How pandemic, injuries have shaped USWNT’s World Cup roster overhaul

The weirdest four-year cycle in history is about to reach its climax. Will it end with success?

Reinhold Matay-USA TODAY Sports

When Vlatko Andonovski took over the United States women’s national team job near the end of 2019, he was tasked with something extremely difficult: Revamp the player pool while maintaining the program’s lofty standards of excellence.

There would be a short run-up to the Olympics which would likely be the end of the line for veterans like Carli Lloyd and Megan Rapinoe. After the Olympics would come two developmental years during which the roster would be turned over like never before.

But a not-so-funny thing happened on the way to Andonovski’s first World Cup. A global pandemic in early 2020 shut down the sport along with much of the world.

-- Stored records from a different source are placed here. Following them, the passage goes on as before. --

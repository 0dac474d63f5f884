use std::collections::HashSet;

use crate::model::sample::FeatureSet;
use crate::probability::freq_dist::FrequencyDistribution;

/// Bag-of-words presence features: every token maps to `true`.
pub fn extract_features<S: AsRef<str>>(document: &[S]) -> FeatureSet {
	document
		.iter()
		.map(|token| (token.as_ref().to_owned(), true))
		.collect()
}

/// Every token of a corpus, most frequent first (first-seen order on ties).
pub fn vocabulary<S: AsRef<str>>(documents: &[Vec<S>]) -> Vec<String> {
	let mut freq = FrequencyDistribution::new();
	for document in documents {
		for token in document {
			freq.inc(token.as_ref().to_owned());
		}
	}
	freq.most_common().into_iter().map(|(token, _)| token.clone()).collect()
}

/// Closed-vocabulary features: one entry per vocabulary word, `true` iff the
/// word occurs in `document`. Tokens outside the vocabulary are dropped.
pub fn extract_vocabulary_features<S, W>(document: &[S], vocabulary: &[W]) -> FeatureSet
where
	S: AsRef<str>,
	W: AsRef<str>,
{
	let present: HashSet<&str> = document.iter().map(|token| token.as_ref()).collect();
	vocabulary
		.iter()
		.map(|word| {
			let word = word.as_ref();
			(word.to_owned(), present.contains(word))
		})
		.collect()
}
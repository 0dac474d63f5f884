//! Line-oriented request/response protocol.
//!
//! A request is one line, `<COMMAND> <payload>`, the command being
//! case-insensitive. Responses are `OK <score>` or `ERROR <KIND>`.

use std::fmt;

use rs_senti_core::SentimentClassifier;

/// A parsed request line.
#[derive(Debug, PartialEq)]
pub enum Request<'a> {
	/// Score the sentiment of the payload text.
	Guess(&'a str),
}

/// Error kinds reported to the client.
#[derive(Clone, Copy, Debug, PartialEq, Eq)]
pub enum ErrorKind {
	EmptyRequest,
	UnknownCommand,
	MissingPayload,
	ClassificationFailed,
}

impl ErrorKind {
	pub fn token(self) -> &'static str {
		match self {
			ErrorKind::EmptyRequest => "EMPTY_REQUEST",
			ErrorKind::UnknownCommand => "UNKNOWN_COMMAND",
			ErrorKind::MissingPayload => "MISSING_PAYLOAD",
			ErrorKind::ClassificationFailed => "CLASSIFICATION_FAILED",
		}
	}
}

/// A response line.
#[derive(Debug, PartialEq)]
pub enum Response {
	Score(f64),
	Error(ErrorKind),
}

impl fmt::Display for Response {
	fn fmt(&self, f: &mut fmt::Formatter<'_>) -> fmt::Result {
		match self {
			Response::Score(score) => write!(f, "OK {score}"),
			Response::Error(kind) => write!(f, "ERROR {}", kind.token()),
		}
	}
}

/// Parses one request line.
pub fn parse(line: &str) -> Result<Request<'_>, ErrorKind> {
	let line = line.trim();
	if line.is_empty() {
		return Err(ErrorKind::EmptyRequest);
	}

	let (command, payload) = match line.split_once(char::is_whitespace) {
		Some((command, payload)) => (command, payload.trim()),
		None => (line, ""),
	};

	if command.eq_ignore_ascii_case("guess") {
		if payload.is_empty() {
			return Err(ErrorKind::MissingPayload);
		}
		Ok(Request::Guess(payload))
	} else {
		Err(ErrorKind::UnknownCommand)
	}
}

/// Parses and answers one request line.
pub fn handle(line: &str, classifier: &SentimentClassifier) -> Response {
	match parse(line) {
		Ok(Request::Guess(text)) => match classifier.guess(text) {
			Ok(guess) => Response::Score(guess.score),
			Err(e) => {
				log::error!("classification failed: {e}");
				Response::Error(ErrorKind::ClassificationFailed)
			}
		},
		Err(kind) => Response::Error(kind),
	}
}
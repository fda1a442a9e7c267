//! Core data types for the dashboard dataset
//!
//! A `TransactionRecord` is one row of the aggregated-user table:
//! which state, which period, which payment brand, and how much moved.

use serde::{Deserialize, Serialize};

/// One row of the aggregated transaction table
///
/// Field names follow the CSV headers of the exported table
/// (`State`, `Year`, `Quarter`, `Brand`, `Transaction_count`, `Transaction_amount`).
#[derive(Debug, Clone, Serialize, Deserialize, PartialEq)]
pub struct TransactionRecord {
    /// Indian state name
    #[serde(alias = "State")]
    pub state: String,
    /// Calendar year
    #[serde(alias = "Year")]
    pub year: i32,
    /// Quarter of the year (1-4)
    #[serde(alias = "Quarter")]
    pub quarter: u8,
    /// Payment brand (PhonePe, Google Pay, ...)
    #[serde(alias = "Brand")]
    pub brand: String,
    /// Number of transactions
    #[serde(alias = "Transaction_count")]
    pub transaction_count: u64,
    /// Total transaction value in INR
    #[serde(alias = "Transaction_amount")]
    pub transaction_amount: f64,
}

impl TransactionRecord {
    /// Create a record
    pub fn new(
        state: impl Into<String>,
        year: i32,
        quarter: u8,
        brand: impl Into<String>,
        transaction_count: u64,
        transaction_amount: f64,
    ) -> Self {
        Self {
            state: state.into(),
            year,
            quarter,
            brand: brand.into(),
            transaction_count,
            transaction_amount,
        }
    }

    /// Check whether this record belongs to `brand` (exact match)
    pub fn is_brand(&self, brand: &str) -> bool {
        self.brand == brand
    }
}
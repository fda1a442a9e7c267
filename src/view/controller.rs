//! View controller
//!
//! Binds the brand selector to its two outputs. `compute_view` is the pure
//! recompute step; `ViewController::select` is the selector-change handler
//! that the HTTP layer and CLI call once per selection.

use serde::Serialize;
use std::sync::Arc;

use super::{ChartSpec, Summary};
use crate::dataset::{Dataset, TransactionRecord};

/// Brand preselected when the configuration doesn't name one
pub const FALLBACK_BRAND: &str = "PhonePe";

/// Everything the renderer needs for one selector value
#[derive(Debug, Clone, Serialize, PartialEq)]
pub struct DashboardView {
    pub brand: String,
    pub records: Vec<TransactionRecord>,
    pub chart: ChartSpec,
    pub summary: Summary,
}

/// Filter the dataset by `brand` and derive the chart and summary
///
/// An unknown brand is not an error: it yields no records, no bars and zero totals.
pub fn compute_view(dataset: &Dataset, brand: &str) -> DashboardView {
    let records: Vec<TransactionRecord> = dataset.filter_by_brand(brand).cloned().collect();

    DashboardView {
        brand: brand.to_string(),
        chart: ChartSpec::for_brand(brand, records.iter()),
        summary: Summary::from_records(records.iter()),
        records,
    }
}

/// Holds the dataset and the initial selection
#[derive(Debug, Clone)]
pub struct ViewController {
    dataset: Arc<Dataset>,
    initial_brand: Option<String>,
}

impl ViewController {
    /// Create a controller
    ///
    /// `preferred` is used as the initial brand when the dataset contains it;
    /// otherwise "PhonePe" if present, otherwise the first brand.
    pub fn new(dataset: Arc<Dataset>, preferred: Option<&str>) -> Self {
        let initial_brand = preferred
            .filter(|b| dataset.contains_brand(b))
            .or_else(|| Some(FALLBACK_BRAND).filter(|b| dataset.contains_brand(b)))
            .map(str::to_string)
            .or_else(|| dataset.brands().first().cloned());

        if let Some(wanted) = preferred {
            if initial_brand.as_deref() != Some(wanted) {
                tracing::warn!(
                    brand = %wanted,
                    fallback = ?initial_brand,
                    "Configured default brand not in dataset"
                );
            }
        }

        Self {
            dataset,
            initial_brand,
        }
    }

    pub fn dataset(&self) -> &Arc<Dataset> {
        &self.dataset
    }

    /// Selector options, in first-seen order
    pub fn brands(&self) -> &[String] {
        self.dataset.brands()
    }

    pub fn initial_brand(&self) -> Option<&str> {
        self.initial_brand.as_deref()
    }

    /// Handle a selector change
    pub fn select(&self, brand: &str) -> DashboardView {
        if !self.dataset.contains_brand(brand) {
            tracing::warn!(brand = %brand, "Unknown brand selected, rendering empty view");
        }

        let view = compute_view(&self.dataset, brand);
        tracing::debug!(
            brand = %brand,
            bars = view.chart.bars.len(),
            total_count = view.summary.total_count,
            "Recomputed dashboard view"
        );
        view
    }

    /// View for the initial brand (empty when the dataset has no brands)
    pub fn initial_view(&self) -> DashboardView {
        self.select(self.initial_brand().unwrap_or_default())
    }

    /// View for an optional selection, falling back to the initial brand
    pub fn view_for(&self, brand: Option<&str>) -> DashboardView {
        match brand {
            Some(brand) => self.select(brand),
            None => self.initial_view(),
        }
    }
}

In the short term, the team did not convene for much of 2020, and the Olympics were pushed back a year. The delay gave Alex Morgan extra time to make the roster after pregnancy would have made the 2020 timeline extremely difficult. It also kept veterans around another year and cost Andonovski about 16 months of developing younger players and expanding the pool.

“You are correct, I did not have a pandemic as part of my plan or vision,” Andonovski said when asked on Wednesday’s conference call naming his 23-player roster. “It did force us to alter the plan a little bit.”